(Recorded data)
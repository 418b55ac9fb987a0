pub mod answers;
pub mod bank;
pub mod config;
pub mod confirm;
pub mod error;
pub mod runtime;
pub mod score;
pub mod session;
pub mod timer;
pub mod ui;

use crate::bank::TestType;
use crate::config::{Config, ConfigStore, FileConfigStore};
use crate::error::BankError;
use crate::runtime::{AppEvent, CrosstermEventSource, FixedTicker, Runner};
use crate::session::{Mode, Session, TimingMode};
use clap::{error::ErrorKind, CommandFactory, Parser, ValueEnum};
use crossterm::{
    event::{KeyCode, KeyEvent, KeyModifiers},
    execute,
    terminal::{disable_raw_mode, enable_raw_mode, EnterAlternateScreen, LeaveAlternateScreen},
    tty::IsTty,
};
use ratatui::{
    backend::{Backend, CrosstermBackend},
    Frame, Terminal,
};
use std::{
    error::Error,
    io::{self, stdin},
    time::Duration,
};

const TICK_RATE_MS: u64 = 250;

/// terminal proctor for timed multiple-choice practice tests
#[derive(Parser, Debug, Clone)]
#[clap(
    version,
    about,
    long_about = "A terminal proctor for timed practice tests: sectioned multiple-choice questions under a countdown, with strict or flexible timing, answer elimination, flagging, and a scored review."
)]
pub struct Cli {
    /// test type to start immediately, skipping the menu
    #[clap(short = 't', long, value_enum)]
    test_type: Option<TestTypeArg>,

    /// timing mode for the session
    #[clap(short = 'm', long, value_enum)]
    timing: Option<TimingArg>,

    /// minutes per section
    #[clap(long)]
    section_minutes: Option<u64>,
}

#[derive(Debug, Copy, Clone, ValueEnum, strum_macros::Display)]
pub enum TestTypeArg {
    Lr,
    Rc,
    Ar,
    Full,
}

impl TestTypeArg {
    fn as_test_type(&self) -> TestType {
        match self {
            TestTypeArg::Lr => TestType::Lr,
            TestTypeArg::Rc => TestType::Rc,
            TestTypeArg::Ar => TestType::Ar,
            TestTypeArg::Full => TestType::Full,
        }
    }
}

#[derive(Debug, Copy, Clone, ValueEnum, strum_macros::Display)]
pub enum TimingArg {
    Strict,
    Flexible,
}

impl TimingArg {
    fn as_timing_mode(&self) -> TimingMode {
        match self {
            TimingArg::Strict => TimingMode::Strict,
            TimingArg::Flexible => TimingMode::Flexible,
        }
    }
}

/// Start-screen selections, seeded from config and CLI flags.
#[derive(Debug, Clone)]
pub struct MenuState {
    pub test_type: TestType,
    pub timing: TimingMode,
}

impl MenuState {
    fn cycle_test_type(&mut self) {
        self.test_type = match self.test_type {
            TestType::Lr => TestType::Rc,
            TestType::Rc => TestType::Ar,
            TestType::Ar => TestType::Full,
            TestType::Full => TestType::Lr,
        };
    }

    fn toggle_timing(&mut self) {
        self.timing = match self.timing {
            TimingMode::Strict => TimingMode::Flexible,
            TimingMode::Flexible => TimingMode::Strict,
        };
    }
}

/// Presentation-only state: where the option cursor sits and whether the
/// passage pane is collapsed. Lives outside the session so the state machine
/// stays headless.
#[derive(Debug, Clone, Default)]
pub struct ViewState {
    pub option_cursor: usize,
    pub context_hidden: bool,
}

#[derive(Debug)]
pub struct App {
    pub session: Session,
    pub menu: MenuState,
    pub view: ViewState,
    pub section_secs: i64,
}

impl App {
    pub fn new(cli: &Cli, defaults: Config) -> Self {
        let minutes = cli.section_minutes.unwrap_or(defaults.section_minutes);
        Self {
            session: Session::new(),
            menu: MenuState {
                test_type: cli
                    .test_type
                    .map(|t| t.as_test_type())
                    .unwrap_or(defaults.test_type),
                timing: cli
                    .timing
                    .map(|m| m.as_timing_mode())
                    .unwrap_or(defaults.timing),
            },
            view: ViewState::default(),
            section_secs: (minutes * 60) as i64,
        }
    }

    /// Load a fresh set of sections for the menu selections and enter Running.
    pub fn start_test(&mut self) -> Result<(), BankError> {
        let sections = bank::load_questions(self.menu.test_type)?;
        self.session
            .start(sections, self.menu.timing, self.section_secs);
        self.view = ViewState::default();
        Ok(())
    }

    fn current_config(&self) -> Config {
        Config {
            test_type: self.menu.test_type,
            timing: self.menu.timing,
            section_minutes: (self.section_secs / 60) as u64,
        }
    }

    fn option_count(&self) -> usize {
        self.session
            .current_question()
            .map(|q| q.options.len())
            .unwrap_or(0)
    }
}

fn main() -> Result<(), Box<dyn Error>> {
    let cli = Cli::parse();

    if !stdin().is_tty() {
        let mut cmd = Cli::command();
        cmd.error(ErrorKind::Io, "stdin must be a tty").exit();
    }

    let store = FileConfigStore::new();
    let mut app = App::new(&cli, store.load());
    if cli.test_type.is_some() {
        app.start_test()?;
    }

    enable_raw_mode()?;

    let mut stdout = io::stdout();
    execute!(stdout, EnterAlternateScreen)?;
    let backend = CrosstermBackend::new(stdout);
    let mut terminal = Terminal::new(backend)?;

    let result = start_tui(&mut terminal, &mut app, &store);

    disable_raw_mode()?;
    execute!(terminal.backend_mut(), LeaveAlternateScreen)?;
    terminal.show_cursor()?;

    result
}

#[derive(Debug, PartialEq, Eq)]
enum KeyOutcome {
    Continue,
    Exit,
}

fn start_tui<B: Backend>(
    terminal: &mut Terminal<B>,
    app: &mut App,
    store: &dyn ConfigStore,
) -> Result<(), Box<dyn Error>> {
    let runner = Runner::new(
        CrosstermEventSource::new(),
        FixedTicker::new(Duration::from_millis(TICK_RATE_MS)),
    );

    loop {
        terminal.draw(|f| ui(app, f))?;

        match runner.step() {
            AppEvent::Tick => app.session.on_tick(TICK_RATE_MS),
            AppEvent::Resize => {}
            AppEvent::Key(key) => {
                if handle_key(app, key, store)? == KeyOutcome::Exit {
                    break;
                }
            }
        }
    }

    Ok(())
}

fn handle_key(
    app: &mut App,
    key: KeyEvent,
    store: &dyn ConfigStore,
) -> Result<KeyOutcome, BankError> {
    if key.modifiers.contains(KeyModifiers::CONTROL) && key.code == KeyCode::Char('c') {
        return Ok(KeyOutcome::Exit);
    }

    // A pending confirmation captures the keyboard until resolved.
    if app.session.gate().is_open() {
        match key.code {
            KeyCode::Enter | KeyCode::Char('y') => {
                app.session.confirm();
                app.view.option_cursor = 0;
            }
            KeyCode::Esc | KeyCode::Char('n') => {
                app.session.dismiss();
                app.view.option_cursor = 0;
            }
            _ => {}
        }
        return Ok(KeyOutcome::Continue);
    }

    match app.session.mode() {
        Mode::Menu => match key.code {
            KeyCode::Esc => return Ok(KeyOutcome::Exit),
            KeyCode::Tab => app.menu.cycle_test_type(),
            KeyCode::Char('t') => app.menu.toggle_timing(),
            KeyCode::Enter => {
                let _ = store.save(&app.current_config());
                app.start_test()?;
            }
            _ => {}
        },
        Mode::Running => match key.code {
            KeyCode::Up => app.view.option_cursor = app.view.option_cursor.saturating_sub(1),
            KeyCode::Down => {
                let max = app.option_count().saturating_sub(1);
                app.view.option_cursor = (app.view.option_cursor + 1).min(max);
            }
            KeyCode::Enter | KeyCode::Char(' ') => {
                app.session.select_answer(app.view.option_cursor)
            }
            KeyCode::Char('x') => app.session.toggle_eliminated(app.view.option_cursor),
            KeyCode::Char('f') => app.session.toggle_flag(),
            KeyCode::Left => {
                app.session.prev_question();
                app.view.option_cursor = 0;
            }
            KeyCode::Right => {
                app.session.next_question();
                app.view.option_cursor = 0;
            }
            KeyCode::Char(c) if c.is_ascii_digit() => {
                let number = c.to_digit(10).unwrap() as usize;
                if number > 0 {
                    app.session.jump_to_question(number - 1);
                    app.view.option_cursor = 0;
                }
            }
            KeyCode::Char('p') => app.session.toggle_pause(),
            KeyCode::Char('h') => app.session.toggle_timer_hidden(),
            KeyCode::Char('c') => app.view.context_hidden = !app.view.context_hidden,
            KeyCode::Char('e') => app.session.request_end_section(),
            KeyCode::Char('v') => app.session.request_end_test(),
            KeyCode::Esc => app.session.request_quit(),
            _ => {}
        },
        Mode::Paused => match key.code {
            KeyCode::Char('p') => app.session.toggle_pause(),
            KeyCode::Char('h') => app.session.toggle_timer_hidden(),
            KeyCode::Char('v') => app.session.request_end_test(),
            KeyCode::Esc => app.session.request_quit(),
            _ => {}
        },
        Mode::Review => match key.code {
            KeyCode::Left => app.session.prev_question(),
            KeyCode::Right => app.session.next_question(),
            KeyCode::Char(c) if c.is_ascii_digit() => {
                let number = c.to_digit(10).unwrap() as usize;
                if number > 0 {
                    app.session.jump_to_question(number - 1);
                }
            }
            KeyCode::Char('v') => app.session.toggle_full_review(),
            KeyCode::Esc => app.session.request_quit(),
            _ => {}
        },
        Mode::FullReview => match key.code {
            KeyCode::Char('v') | KeyCode::Char('b') | KeyCode::Backspace => {
                app.session.toggle_full_review()
            }
            KeyCode::Esc => app.session.request_quit(),
            _ => {}
        },
    }

    Ok(KeyOutcome::Continue)
}

fn ui(app: &mut App, f: &mut Frame) {
    f.render_widget(&*app, f.area());
}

Exercise aim: Copy out each line of the data where the string "FixedTicker" appears.

Exercise response:
use crate::runtime::{AppEvent, CrosstermEventSource, FixedTicker, Runner};
        FixedTicker::new(Duration::from_millis(TICK_RATE_MS)),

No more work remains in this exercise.